(EXTRACTED MATERIAL begins)

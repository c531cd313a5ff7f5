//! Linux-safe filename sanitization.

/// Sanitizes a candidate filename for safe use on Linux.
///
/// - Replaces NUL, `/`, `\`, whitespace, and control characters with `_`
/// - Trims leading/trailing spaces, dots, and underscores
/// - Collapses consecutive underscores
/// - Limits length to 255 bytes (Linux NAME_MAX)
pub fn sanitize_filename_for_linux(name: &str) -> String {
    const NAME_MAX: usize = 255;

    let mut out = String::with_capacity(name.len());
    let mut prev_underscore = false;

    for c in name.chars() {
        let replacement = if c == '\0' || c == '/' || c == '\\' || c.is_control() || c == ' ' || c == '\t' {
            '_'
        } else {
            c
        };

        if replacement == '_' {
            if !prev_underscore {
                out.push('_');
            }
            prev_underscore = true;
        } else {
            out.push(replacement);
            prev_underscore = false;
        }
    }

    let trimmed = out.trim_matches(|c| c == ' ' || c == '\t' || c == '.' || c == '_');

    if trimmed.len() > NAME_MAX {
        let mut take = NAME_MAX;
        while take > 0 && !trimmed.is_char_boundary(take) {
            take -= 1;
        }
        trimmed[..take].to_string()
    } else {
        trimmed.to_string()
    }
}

(EXTRACTED MATERIAL ends)

> INSTRUCTIONS FOR THE TASK: Print each entry above again, exactly as it was given.

> EXPECTED OUTPUT:
repository c531cd313a5ff7f5
//! Linux-safe filename sanitization.

/// Sanitizes a candidate filename for safe use on Linux.
///
/// - Replaces NUL, `/`, `\`, whitespace, and control characters with `_`
/// - Trims leading/trailing spaces, dots, and underscores
/// - Collapses consecutive underscores
/// - Limits length to 255 bytes (Linux NAME_MAX)
pub fn sanitize_filename_for_linux(name: &str) -> String {
    const NAME_MAX: usize = 255;

    let mut out = String::with_capacity(name.len());
    let mut prev_underscore = false;

    for c in name.chars() {
        let replacement = if c == '\0' || c == '/' || c == '\\' || c.is_control() || c == ' ' || c == '\t' {
            '_'
        } else {
            c
        };

        if replacement == '_' {
            if !prev_underscore {
                out.push('_');
            }
            prev_underscore = true;
        } else {
            out.push(replacement);
            prev_underscore = false;
        }
    }

    let trimmed = out.trim_matches(|c| c == ' ' || c == '\t' || c == '.' || c == '_');

    if trimmed.len() > NAME_MAX {
        let mut take = NAME_MAX;
        while take > 0 && !trimmed.is_char_boundary(take) {
            take -= 1;
        }
        trimmed[..take].to_string()
    } else {
        trimmed.to_string()
    }
}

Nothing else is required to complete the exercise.